Problem statement: Return each line of the entries that mentions the word "struct".
(Data section begins)
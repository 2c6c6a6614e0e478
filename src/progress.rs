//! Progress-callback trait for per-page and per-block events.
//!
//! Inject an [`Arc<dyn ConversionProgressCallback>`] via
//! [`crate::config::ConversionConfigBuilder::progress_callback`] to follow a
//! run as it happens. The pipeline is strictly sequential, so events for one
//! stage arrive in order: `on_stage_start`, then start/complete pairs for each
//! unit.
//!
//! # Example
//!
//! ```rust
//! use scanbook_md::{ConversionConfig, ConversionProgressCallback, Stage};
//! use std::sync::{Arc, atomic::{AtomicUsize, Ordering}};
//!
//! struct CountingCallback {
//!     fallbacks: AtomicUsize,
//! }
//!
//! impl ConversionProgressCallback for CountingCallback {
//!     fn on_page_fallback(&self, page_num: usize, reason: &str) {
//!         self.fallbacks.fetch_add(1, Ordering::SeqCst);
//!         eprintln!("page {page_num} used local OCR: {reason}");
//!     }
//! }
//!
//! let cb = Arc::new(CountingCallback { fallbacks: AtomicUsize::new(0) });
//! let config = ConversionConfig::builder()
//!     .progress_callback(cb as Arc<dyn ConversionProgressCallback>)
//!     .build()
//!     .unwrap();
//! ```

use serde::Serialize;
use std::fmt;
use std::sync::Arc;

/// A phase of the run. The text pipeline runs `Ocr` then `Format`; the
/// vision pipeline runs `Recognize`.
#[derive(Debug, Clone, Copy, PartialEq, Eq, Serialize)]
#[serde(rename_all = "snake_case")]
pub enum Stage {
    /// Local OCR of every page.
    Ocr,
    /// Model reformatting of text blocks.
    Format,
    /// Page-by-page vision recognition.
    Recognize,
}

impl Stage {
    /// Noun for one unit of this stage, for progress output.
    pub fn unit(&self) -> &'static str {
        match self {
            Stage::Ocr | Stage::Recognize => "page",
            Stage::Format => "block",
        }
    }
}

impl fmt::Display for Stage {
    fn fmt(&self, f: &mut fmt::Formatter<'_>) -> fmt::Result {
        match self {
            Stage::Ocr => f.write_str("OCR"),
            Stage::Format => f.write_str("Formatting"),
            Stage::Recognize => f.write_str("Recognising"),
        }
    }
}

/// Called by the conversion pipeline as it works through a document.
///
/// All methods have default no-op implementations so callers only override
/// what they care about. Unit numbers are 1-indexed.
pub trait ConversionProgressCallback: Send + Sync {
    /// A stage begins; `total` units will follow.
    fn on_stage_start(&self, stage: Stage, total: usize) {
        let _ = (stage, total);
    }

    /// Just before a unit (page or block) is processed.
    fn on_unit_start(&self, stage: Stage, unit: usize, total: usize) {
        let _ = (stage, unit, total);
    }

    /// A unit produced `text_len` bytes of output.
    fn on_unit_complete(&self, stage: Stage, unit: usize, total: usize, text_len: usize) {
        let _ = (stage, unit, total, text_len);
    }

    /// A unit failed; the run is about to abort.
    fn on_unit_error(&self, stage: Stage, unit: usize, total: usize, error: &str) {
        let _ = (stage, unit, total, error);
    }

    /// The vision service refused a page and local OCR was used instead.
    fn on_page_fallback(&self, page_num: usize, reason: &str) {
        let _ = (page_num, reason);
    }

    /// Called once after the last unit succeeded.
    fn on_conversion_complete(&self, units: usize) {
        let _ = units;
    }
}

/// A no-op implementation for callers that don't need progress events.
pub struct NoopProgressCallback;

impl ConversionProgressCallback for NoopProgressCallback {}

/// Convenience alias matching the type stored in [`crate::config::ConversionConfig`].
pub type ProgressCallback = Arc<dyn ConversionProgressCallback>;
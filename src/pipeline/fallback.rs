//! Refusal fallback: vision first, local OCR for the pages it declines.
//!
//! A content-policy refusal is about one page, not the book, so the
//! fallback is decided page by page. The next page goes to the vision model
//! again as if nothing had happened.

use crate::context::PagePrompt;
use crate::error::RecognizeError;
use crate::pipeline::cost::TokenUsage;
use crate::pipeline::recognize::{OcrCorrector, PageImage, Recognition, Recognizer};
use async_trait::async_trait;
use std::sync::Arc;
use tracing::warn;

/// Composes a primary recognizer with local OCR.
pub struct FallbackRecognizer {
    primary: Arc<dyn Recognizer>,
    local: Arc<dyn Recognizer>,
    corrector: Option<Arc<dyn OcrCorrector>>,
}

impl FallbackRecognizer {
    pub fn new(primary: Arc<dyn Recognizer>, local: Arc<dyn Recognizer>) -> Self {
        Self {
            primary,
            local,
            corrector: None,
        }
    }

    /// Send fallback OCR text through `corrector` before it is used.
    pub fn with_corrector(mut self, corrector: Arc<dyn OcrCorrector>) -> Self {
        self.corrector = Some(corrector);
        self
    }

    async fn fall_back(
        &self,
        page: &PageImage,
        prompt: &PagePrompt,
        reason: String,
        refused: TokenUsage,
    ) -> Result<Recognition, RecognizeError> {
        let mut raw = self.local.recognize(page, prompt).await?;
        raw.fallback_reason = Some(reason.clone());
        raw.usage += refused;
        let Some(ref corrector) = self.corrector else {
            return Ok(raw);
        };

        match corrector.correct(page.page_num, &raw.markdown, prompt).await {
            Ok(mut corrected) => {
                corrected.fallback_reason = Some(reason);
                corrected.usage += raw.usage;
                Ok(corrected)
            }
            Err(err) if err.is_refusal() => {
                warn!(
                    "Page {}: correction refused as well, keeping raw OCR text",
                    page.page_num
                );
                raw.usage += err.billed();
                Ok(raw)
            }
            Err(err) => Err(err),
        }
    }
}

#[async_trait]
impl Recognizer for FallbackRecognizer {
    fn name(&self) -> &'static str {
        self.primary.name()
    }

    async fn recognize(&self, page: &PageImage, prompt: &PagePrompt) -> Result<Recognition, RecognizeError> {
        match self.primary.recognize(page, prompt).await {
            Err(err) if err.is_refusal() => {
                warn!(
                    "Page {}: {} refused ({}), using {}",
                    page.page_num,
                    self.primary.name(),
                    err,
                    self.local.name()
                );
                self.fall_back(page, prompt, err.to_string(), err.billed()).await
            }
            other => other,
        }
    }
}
(Data section ends)
Exercise solution:
//! struct CountingCallback {
pub struct NoopProgressCallback;
pub struct FallbackRecognizer {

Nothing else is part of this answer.